> _What you have to do_
Among the lines of data below, reproduce only those from the one with "let meta: serde_json::Value" through the one with "assert_eq!(cleaned, 1);", exactly as they stand, both ends included.

(Information supplied begins)

//! Fault-isolating execution of the test case sequence.
//!
//! Every registered case runs exactly once, in declaration order. A fault
//! inside one case is converted into a ledger entry and never aborts the run
//! or leaks into another case. The runner is generic over the case context so
//! classification can be exercised in tests without a live browser.

use futures::future::BoxFuture;
use tracing::{error, info, warn};

use super::types::{CaseError, CaseResult, Ledger, TestOutcome, TestStatus};

/// A named, independent test case.
///
/// The procedure signals its outcome only by returning: `Ok` means passed,
/// `Err(Assertion)` means an expectation did not hold, `Err(Interaction)`
/// means the browser could not be driven.
pub struct TestCase<Ctx> {
    /// Identity of the case, used in the ledger and the report
    pub name: &'static str,

    /// The case's procedure
    pub run: for<'a> fn(&'a mut Ctx) -> BoxFuture<'a, CaseResult<()>>,
}

impl<Ctx> std::fmt::Debug for TestCase<Ctx> {
    fn fmt(&self, f: &mut std::fmt::Formatter<'_>) -> std::fmt::Result {
        f.debug_struct("TestCase").field("name", &self.name).finish()
    }
}

/// Convert a completed case's result into its ledger entry
pub fn classify(name: &str, result: CaseResult<()>) -> TestOutcome {
    match result {
        Ok(()) => TestOutcome {
            name: name.to_string(),
            status: TestStatus::Passed,
            message: String::new(),
        },
        Err(CaseError::Assertion(msg)) => TestOutcome {
            name: name.to_string(),
            status: TestStatus::Failed,
            message: msg,
        },
        Err(CaseError::Interaction(err)) => TestOutcome {
            name: name.to_string(),
            status: TestStatus::Errored,
            message: err.to_string(),
        },
    }
}

/// Run one case and append exactly one entry to the ledger.
///
/// This is the fault-isolation boundary: it never raises, whatever the case
/// does.
pub async fn run_one<Ctx>(ctx: &mut Ctx, case: &TestCase<Ctx>, ledger: &mut Ledger) {
    info!(case = case.name, "running");
    let result = (case.run)(ctx).await;
    let outcome = classify(case.name, result);
    match outcome.status {
        TestStatus::Passed => info!(case = case.name, "passed"),
        TestStatus::Failed => warn!(case = case.name, message = %outcome.message, "failed"),
        TestStatus::Errored => error!(case = case.name, message = %outcome.message, "errored"),
    }
    ledger.push(outcome);
}

/// Run every case in order and return the completed ledger.
///
/// Never short-circuits: a broken case does not keep later ones from running.
pub async fn run_suite<Ctx>(ctx: &mut Ctx, cases: &[TestCase<Ctx>]) -> Ledger {
    let mut ledger = Ledger::with_capacity(cases.len());
    for case in cases {
        run_one(ctx, case, &mut ledger).await;
    }
    ledger
}

#[cfg(test)]
mod tests {
    use super::*;
    use crate::browser::BrowserError;
    use pretty_assertions::assert_eq;
    use std::time::Duration;

    type Calls = Vec<&'static str>;

    fn passes(calls: &mut Calls) -> BoxFuture<'_, CaseResult<()>> {
        Box::pin(async move {
            calls.push("passes");
            Ok(())
        })
    }

    fn fails(calls: &mut Calls) -> BoxFuture<'_, CaseResult<()>> {
        Box::pin(async move {
            calls.push("fails");
            Err(CaseError::Assertion("expected \"x\" in page".to_string()))
        })
    }

    fn errors(calls: &mut Calls) -> BoxFuture<'_, CaseResult<()>> {
        Box::pin(async move {
            calls.push("errors");
            Err(CaseError::Interaction(BrowserError::Timeout {
                what: "#username".to_string(),
                waited: Duration::from_secs(10),
            }))
        })
    }

    #[test]
    fn test_classify_pass_has_empty_message() {
        let outcome = classify("case", Ok(()));
        assert_eq!(outcome.status, TestStatus::Passed);
        assert_eq!(outcome.message, "");
    }

    #[test]
    fn test_classify_assertion_keeps_description() {
        let outcome = classify(
            "case",
            Err(CaseError::Assertion("expected \"ok\" in page".to_string())),
        );
        assert_eq!(outcome.status, TestStatus::Failed);
        assert_eq!(outcome.message, "expected \"ok\" in page");
    }

    #[test]
    fn test_classify_interaction_is_errored() {
        let outcome = classify(
            "case",
            Err(CaseError::Interaction(BrowserError::Driver(
                "connection reset".to_string(),
            ))),
        );
        assert_eq!(outcome.status, TestStatus::Errored);
        assert!(!outcome.message.is_empty());
    }

    #[tokio::test]
    async fn test_run_one_appends_exactly_one_entry() {
        let mut calls = Calls::new();
        let mut ledger = Ledger::new();
        let case = TestCase {
            name: "passes",
            run: passes,
        };

        run_one(&mut calls, &case, &mut ledger).await;
        run_one(&mut calls, &case, &mut ledger).await;

        assert_eq!(ledger.len(), 2);
        assert_eq!(calls, vec!["passes", "passes"]);
    }

    #[tokio::test]
    async fn test_run_suite_preserves_declaration_order() {
        let cases = [
            TestCase {
                name: "first",
                run: fails,
            },
            TestCase {
                name: "second",
                run: errors,
            },
            TestCase {
                name: "third",
                run: passes,
            },
        ];

        let mut calls = Calls::new();
        let ledger = run_suite(&mut calls, &cases).await;

        // Every case ran despite earlier failures, in order
        assert_eq!(calls, vec!["fails", "errors", "passes"]);
        let names: Vec<&str> = ledger.iter().map(|o| o.name.as_str()).collect();
        assert_eq!(names, vec!["first", "second", "third"]);
        assert_eq!(ledger[0].status, TestStatus::Failed);
        assert_eq!(ledger[1].status, TestStatus::Errored);
        assert_eq!(ledger[2].status, TestStatus::Passed);
    }

    #[tokio::test]
    async fn test_run_suite_all_errored_still_completes() {
        let cases = [
            TestCase {
                name: "a",
                run: errors,
            },
            TestCase {
                name: "b",
                run: errors,
            },
        ];

        let mut calls = Calls::new();
        let ledger = run_suite(&mut calls, &cases).await;
        assert_eq!(ledger.len(), 2);
        assert!(ledger.iter().all(|o| o.status == TestStatus::Errored));
        assert!(ledger.iter().all(|o| !o.message.is_empty()));
    }
}
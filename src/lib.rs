//! authcheck - Browser-driven acceptance testing for registration and login flows.
//!
//! This crate provides:
//! - A single managed headless-Chromium session (Chrome DevTools Protocol)
//! - A fault-isolating test runner with pass/fail/error classification
//! - Marker-based page assertions with bounded waits instead of fixed sleeps
//! - Run artifact management (log file, metadata) under a results directory
//!
//! # Example
//!
//! ```rust,no_run
//! use authcheck::browser::{BrowserSession, SessionConfig};
//! use authcheck::cases::{CaseContext, Identity, all_cases};
//! use authcheck::harness::{render, run_suite};
//!
//! # async fn run() -> Result<(), Box<dyn std::error::Error>> {
//! let browser = BrowserSession::open("http://127.0.0.1:8000/", SessionConfig::default()).await?;
//! let mut cx = CaseContext {
//!     browser,
//!     identity: Identity::unique(),
//!     submit_wait: std::time::Duration::from_secs(5),
//! };
//! let ledger = run_suite(&mut cx, &all_cases()).await;
//! print!("{}", render(&ledger));
//! cx.browser.close().await;
//! # Ok(())
//! # }
//! ```

pub mod browser;
pub mod cases;
pub mod config;
pub mod harness;
pub mod session;

// Re-export browser session types
pub use browser::{BrowserError, BrowserResult, BrowserSession, Locator, SessionConfig};

// Re-export harness types
pub use harness::{
    CaseError, CaseResult, Ledger, TestCase, TestOutcome, TestStatus, classify, render, run_one,
    run_suite, tally,
};

// Re-export the suite and its context
pub use cases::{CaseContext, Identity, all_cases};

// Re-export run artifact management
pub use session::{RunSession, cleanup_old_runs, list_runs};
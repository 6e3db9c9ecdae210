//! Run artifact management for the results directory.
//!
//! Provides centralized handling of per-run artifacts with:
//! - Unique run directories under the results base location
//! - The run's log file path
//! - Run metadata tracking and retention cleanup

use std::fs;
use std::path::{Path, PathBuf};
use std::time::{SystemTime, UNIX_EPOCH};

use crate::config;

/// Filename of the timestamped, leveled log inside a run directory
pub const LOG_FILE_NAME: &str = "test_log.txt";

/// A run's artifact directory
#[derive(Debug, Clone)]
pub struct RunSession {
    /// Unique run ID
    pub id: String,
    /// Root directory for this run's artifacts
    pub dir: PathBuf,
    /// Whether to keep artifacts after the run ends
    pub keep: bool,
}

impl RunSession {
    /// Create a new run under the configured results base directory.
    ///
    /// Artifacts are kept by default: they are the product of the run, not
    /// scratch files.
    pub fn new() -> Self {
        let id = generate_run_id();
        let dir = PathBuf::from(config::results_base_dir()).join(&id);

        Self {
            id,
            dir,
            keep: true,
        }
    }

    /// Create a run rooted in a specific directory
    pub fn in_dir(dir: impl Into<PathBuf>) -> Self {
        let dir = dir.into();
        let id = dir
            .file_name()
            .map(|s| s.to_string_lossy().to_string())
            .unwrap_or_else(generate_run_id);

        Self {
            id,
            dir,
            keep: true,
        }
    }

    /// Set whether to keep artifacts after the run ends
    pub fn keep(mut self, keep: bool) -> Self {
        self.keep = keep;
        self
    }

    /// Initialize the run directory and write its metadata sidecar
    pub fn init(&self, base_url: &str) -> std::io::Result<()> {
        fs::create_dir_all(&self.dir)?;

        let metadata = serde_json::json!({
            "id": self.id,
            "created": chrono::Utc::now().to_rfc3339(),
            "base_url": base_url,
        });

        let metadata_path = self.dir.join(".run.json");
        fs::write(metadata_path, serde_json::to_string_pretty(&metadata)?)?;

        Ok(())
    }

    /// Path of this run's log file
    pub fn log_path(&self) -> PathBuf {
        self.dir.join(LOG_FILE_NAME)
    }

    /// Clean up the run directory
    pub fn cleanup(&self) -> std::io::Result<()> {
        if self.dir.exists() && !self.keep {
            fs::remove_dir_all(&self.dir)?;
        }
        Ok(())
    }
}

impl Default for RunSession {
    fn default() -> Self {
        Self::new()
    }
}

impl Drop for RunSession {
    fn drop(&mut self) {
        if !self.keep {
            let _ = fs::remove_dir_all(&self.dir);
        }
    }
}

/// Generate a unique run ID
fn generate_run_id() -> String {
    let timestamp = SystemTime::now()
        .duration_since(UNIX_EPOCH)
        .map(|d| d.as_millis())
        .unwrap_or(0);
    let pid = std::process::id();
    format!("run_{}_{}", timestamp, pid)
}

/// Clean up runs under `base` older than the specified duration
pub fn cleanup_old_runs(base: &Path, max_age: std::time::Duration) -> std::io::Result<usize> {
    if !base.exists() {
        return Ok(0);
    }

    let now = SystemTime::now();
    let mut cleaned = 0;

    for entry in fs::read_dir(base)? {
        let entry = entry?;
        let path = entry.path();

        if path.is_dir() {
            if let Ok(metadata) = entry.metadata() {
                if let Ok(modified) = metadata.modified() {
                    if let Ok(age) = now.duration_since(modified) {
                        if age > max_age && fs::remove_dir_all(&path).is_ok() {
                            cleaned += 1;
                        }
                    }
                }
            }
        }
    }

    Ok(cleaned)
}

/// List all existing run directories under `base`
pub fn list_runs(base: &Path) -> std::io::Result<Vec<PathBuf>> {
    if !base.exists() {
        return Ok(Vec::new());
    }

    let mut runs = Vec::new();
    for entry in fs::read_dir(base)? {
        let entry = entry?;
        let path = entry.path();
        if path.is_dir() {
            runs.push(path);
        }
    }
    runs.sort();
    Ok(runs)
}

#[cfg(test)]
mod tests {
    use super::*;

    #[test]
    fn test_run_session_new() {
        let session = RunSession::new();
        assert!(session.id.starts_with("run_"));
        assert!(session.keep);
    }

    #[test]
    fn test_run_session_in_dir() {
        let tmp = tempfile::tempdir().unwrap();
        let dir = tmp.path().join("nightly");
        let session = RunSession::in_dir(&dir);
        assert_eq!(session.id, "nightly");
        assert_eq!(session.dir, dir);
    }

    #[test]
    fn test_init_writes_metadata() {
        let tmp = tempfile::tempdir().unwrap();
        let session = RunSession::in_dir(tmp.path().join("meta"));
        session.init("http://127.0.0.1:8000/").unwrap();

        let raw = fs::read_to_string(session.dir.join(".run.json")).unwrap();
        let meta: serde_json::Value = serde_json::from_str(&raw).unwrap();
        assert_eq!(meta["id"], "meta");
        assert_eq!(meta["base_url"], "http://127.0.0.1:8000/");
        assert!(meta["created"].is_string());
    }

    #[test]
    fn test_log_path_is_inside_run_dir() {
        let session = RunSession::in_dir("/tmp/authcheck-test/run_x");
        assert!(session.log_path().ends_with("run_x/test_log.txt"));
    }

    #[test]
    fn test_list_runs_only_directories_sorted() {
        let tmp = tempfile::tempdir().unwrap();
        fs::create_dir(tmp.path().join("run_b")).unwrap();
        fs::create_dir(tmp.path().join("run_a")).unwrap();
        fs::write(tmp.path().join("stray.txt"), "x").unwrap();

        let runs = list_runs(tmp.path()).unwrap();
        assert_eq!(
            runs,
            vec![tmp.path().join("run_a"), tmp.path().join("run_b")]
        );
    }

    #[test]
    fn test_list_runs_missing_base_is_empty() {
        let tmp = tempfile::tempdir().unwrap();
        let runs = list_runs(&tmp.path().join("absent")).unwrap();
        assert!(runs.is_empty());
    }

    #[test]
    fn test_cleanup_old_runs_respects_age() {
        let tmp = tempfile::tempdir().unwrap();
        let stale = tmp.path().join("run_old");
        fs::create_dir(&stale).unwrap();

        // Nothing is an hour old yet
        let cleaned =
            cleanup_old_runs(tmp.path(), std::time::Duration::from_secs(3600)).unwrap();
        assert_eq!(cleaned, 0);
        assert!(stale.exists());

        // With a zero retention window everything qualifies
        std::thread::sleep(std::time::Duration::from_millis(20));
        let cleaned = cleanup_old_runs(tmp.path(), std::time::Duration::ZERO).unwrap();
        assert_eq!(cleaned, 1);
        assert!(!stale.exists());
    }

    #[test]
    fn test_cleanup_old_runs_missing_base() {
        let tmp = tempfile::tempdir().unwrap();
        let cleaned = cleanup_old_runs(
            &tmp.path().join("absent"),
            std::time::Duration::from_secs(60),
        )
        .unwrap();
        assert_eq!(cleaned, 0);
    }

    #[test]
    fn test_cleanup_respects_keep() {
        let tmp = tempfile::tempdir().unwrap();
        let dir = tmp.path().join("scratch");
        let session = RunSession::in_dir(&dir).keep(false);
        session.init("http://127.0.0.1:8000/").unwrap();
        assert!(dir.exists());
        session.cleanup().unwrap();
        assert!(!dir.exists());
    }
}
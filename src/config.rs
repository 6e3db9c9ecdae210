//! Configuration management with environment variable support.
//!
//! This module provides centralized configuration for authcheck, supporting:
//! - Environment variables for all configurable values
//! - Sensible defaults that match the original hardcoded values
//!
//! # Environment Variables
//!
//! | Variable | Description | Default |
//! |----------|-------------|---------|
//! | `AUTHCHECK_BASE_URL` | Base URL of the application under test | `http://127.0.0.1:8000/` |
//! | `AUTHCHECK_CHROME` | Path to the Chrome/Chromium executable | auto-detect |
//! | `AUTHCHECK_RESULTS_DIR` | Base directory for run artifacts | `./test-results` |
//! | `AUTHCHECK_LOOKUP_WAIT` | Implicit element lookup wait in seconds | `10` |
//! | `AUTHCHECK_SUBMIT_WAIT` | Post-submit marker wait in seconds | `5` |
//!
//! # Example
//!
//! ```bash
//! # Point the harness at a staging deployment
//! export AUTHCHECK_BASE_URL="http://staging.internal:8000/"
//! export AUTHCHECK_RESULTS_DIR="/var/tmp/authcheck-results"
//! ```

use std::env;
use std::sync::OnceLock;
use std::time::Duration;

// ============================================================================
// Default Values (matching original hardcoded values)
// ============================================================================

/// Default base URL of the application under test
pub const DEFAULT_BASE_URL: &str = "http://127.0.0.1:8000/";

/// Default base directory for run artifacts
pub const DEFAULT_RESULTS_DIR: &str = "./test-results";

/// Default implicit element lookup wait (seconds)
pub const DEFAULT_LOOKUP_WAIT_SECS: u64 = 10;

/// Default post-submit marker wait (seconds)
pub const DEFAULT_SUBMIT_WAIT_SECS: u64 = 5;

/// Default polling interval for element and marker waits (milliseconds)
pub const DEFAULT_POLL_INTERVAL_MS: u64 = 250;

// ============================================================================
// Environment Variable Names
// ============================================================================

/// Environment variable for the base URL
pub const ENV_BASE_URL: &str = "AUTHCHECK_BASE_URL";

/// Environment variable for the Chrome executable path
pub const ENV_CHROME: &str = "AUTHCHECK_CHROME";

/// Environment variable for the results directory
pub const ENV_RESULTS_DIR: &str = "AUTHCHECK_RESULTS_DIR";

/// Environment variable for the implicit lookup wait
pub const ENV_LOOKUP_WAIT: &str = "AUTHCHECK_LOOKUP_WAIT";

/// Environment variable for the post-submit marker wait
pub const ENV_SUBMIT_WAIT: &str = "AUTHCHECK_SUBMIT_WAIT";

// ============================================================================
// Configuration Getters (with caching)
// ============================================================================

static CONFIG: OnceLock<Config> = OnceLock::new();

/// Get the global configuration (initialized from environment on first access)
pub fn get() -> &'static Config {
    CONFIG.get_or_init(Config::from_env)
}

/// Centralized configuration for authcheck
#[derive(Debug, Clone)]
pub struct Config {
    /// Target application settings
    pub target: TargetSettings,
    /// Results directory settings
    pub results: ResultsSettings,
    /// Wait/timeout settings
    pub waits: WaitSettings,
}

/// Settings describing the application under test
#[derive(Debug, Clone)]
pub struct TargetSettings {
    /// Base URL; page paths are appended to this
    pub base_url: String,
    /// Explicit Chrome/Chromium executable, if the default discovery is wrong
    pub chrome_path: Option<String>,
}

/// Settings for run artifact storage
#[derive(Debug, Clone)]
pub struct ResultsSettings {
    /// Base directory for per-run artifact directories
    pub base_dir: String,
}

/// Wait policy applied to browser interactions
#[derive(Debug, Clone)]
pub struct WaitSettings {
    /// Implicit wait applied to every element lookup
    pub lookup: Duration,
    /// Bounded wait for an expected marker after a form submit
    pub submit: Duration,
    /// Polling interval used inside both waits
    pub poll: Duration,
}

impl Config {
    /// Create configuration from environment variables, falling back to defaults
    pub fn from_env() -> Self {
        Self {
            target: TargetSettings::from_env(),
            results: ResultsSettings::from_env(),
            waits: WaitSettings::from_env(),
        }
    }

    /// Create configuration with all defaults (ignoring environment)
    pub fn defaults() -> Self {
        Self {
            target: TargetSettings::defaults(),
            results: ResultsSettings::defaults(),
            waits: WaitSettings::defaults(),
        }
    }
}

impl Default for Config {
    fn default() -> Self {
        Self::from_env()
    }
}

impl TargetSettings {
    /// Create target settings from environment variables
    pub fn from_env() -> Self {
        Self {
            base_url: env::var(ENV_BASE_URL).unwrap_or_else(|_| DEFAULT_BASE_URL.to_string()),
            chrome_path: env::var(ENV_CHROME).ok(),
        }
    }

    /// Create target settings with defaults
    pub fn defaults() -> Self {
        Self {
            base_url: DEFAULT_BASE_URL.to_string(),
            chrome_path: None,
        }
    }
}

impl ResultsSettings {
    /// Create results settings from environment variables
    pub fn from_env() -> Self {
        Self {
            base_dir: env::var(ENV_RESULTS_DIR).unwrap_or_else(|_| DEFAULT_RESULTS_DIR.to_string()),
        }
    }

    /// Create results settings with defaults
    pub fn defaults() -> Self {
        Self {
            base_dir: DEFAULT_RESULTS_DIR.to_string(),
        }
    }
}

impl WaitSettings {
    /// Create wait settings from environment variables
    pub fn from_env() -> Self {
        Self {
            lookup: Duration::from_secs(
                env::var(ENV_LOOKUP_WAIT)
                    .ok()
                    .and_then(|s| s.parse().ok())
                    .unwrap_or(DEFAULT_LOOKUP_WAIT_SECS),
            ),
            submit: Duration::from_secs(
                env::var(ENV_SUBMIT_WAIT)
                    .ok()
                    .and_then(|s| s.parse().ok())
                    .unwrap_or(DEFAULT_SUBMIT_WAIT_SECS),
            ),
            poll: Duration::from_millis(DEFAULT_POLL_INTERVAL_MS),
        }
    }

    /// Create wait settings with defaults
    pub fn defaults() -> Self {
        Self {
            lookup: Duration::from_secs(DEFAULT_LOOKUP_WAIT_SECS),
            submit: Duration::from_secs(DEFAULT_SUBMIT_WAIT_SECS),
            poll: Duration::from_millis(DEFAULT_POLL_INTERVAL_MS),
        }
    }
}

/// Get the results base directory (convenience function)
pub fn results_base_dir() -> String {
    get().results.base_dir.clone()
}

#[cfg(test)]
mod tests {
    use super::*;

    #[test]
    fn test_config_defaults() {
        let config = Config::defaults();
        assert_eq!(config.target.base_url, DEFAULT_BASE_URL);
        assert_eq!(config.target.chrome_path, None);
        assert_eq!(config.results.base_dir, DEFAULT_RESULTS_DIR);
    }

    #[test]
    fn test_wait_defaults() {
        let waits = WaitSettings::defaults();
        assert_eq!(waits.lookup, Duration::from_secs(DEFAULT_LOOKUP_WAIT_SECS));
        assert_eq!(waits.submit, Duration::from_secs(DEFAULT_SUBMIT_WAIT_SECS));
        assert_eq!(waits.poll, Duration::from_millis(DEFAULT_POLL_INTERVAL_MS));
    }
}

(Information supplied ends)

> _Output of the task_
        let meta: serde_json::Value = serde_json::from_str(&raw).unwrap();
        assert_eq!(meta["id"], "meta");
        assert_eq!(meta["base_url"], "http://127.0.0.1:8000/");
        assert!(meta["created"].is_string());
    }

    #[test]
    fn test_log_path_is_inside_run_dir() {
        let session = RunSession::in_dir("/tmp/authcheck-test/run_x");
        assert!(session.log_path().ends_with("run_x/test_log.txt"));
    }

    #[test]
    fn test_list_runs_only_directories_sorted() {
        let tmp = tempfile::tempdir().unwrap();
        fs::create_dir(tmp.path().join("run_b")).unwrap();
        fs::create_dir(tmp.path().join("run_a")).unwrap();
        fs::write(tmp.path().join("stray.txt"), "x").unwrap();

        let runs = list_runs(tmp.path()).unwrap();
        assert_eq!(
            runs,
            vec![tmp.path().join("run_a"), tmp.path().join("run_b")]
        );
    }

    #[test]
    fn test_list_runs_missing_base_is_empty() {
        let tmp = tempfile::tempdir().unwrap();
        let runs = list_runs(&tmp.path().join("absent")).unwrap();
        assert!(runs.is_empty());
    }

    #[test]
    fn test_cleanup_old_runs_respects_age() {
        let tmp = tempfile::tempdir().unwrap();
        let stale = tmp.path().join("run_old");
        fs::create_dir(&stale).unwrap();

        // Nothing is an hour old yet
        let cleaned =
            cleanup_old_runs(tmp.path(), std::time::Duration::from_secs(3600)).unwrap();
        assert_eq!(cleaned, 0);
        assert!(stale.exists());

        // With a zero retention window everything qualifies
        std::thread::sleep(std::time::Duration::from_millis(20));
        let cleaned = cleanup_old_runs(tmp.path(), std::time::Duration::ZERO).unwrap();
        assert_eq!(cleaned, 1);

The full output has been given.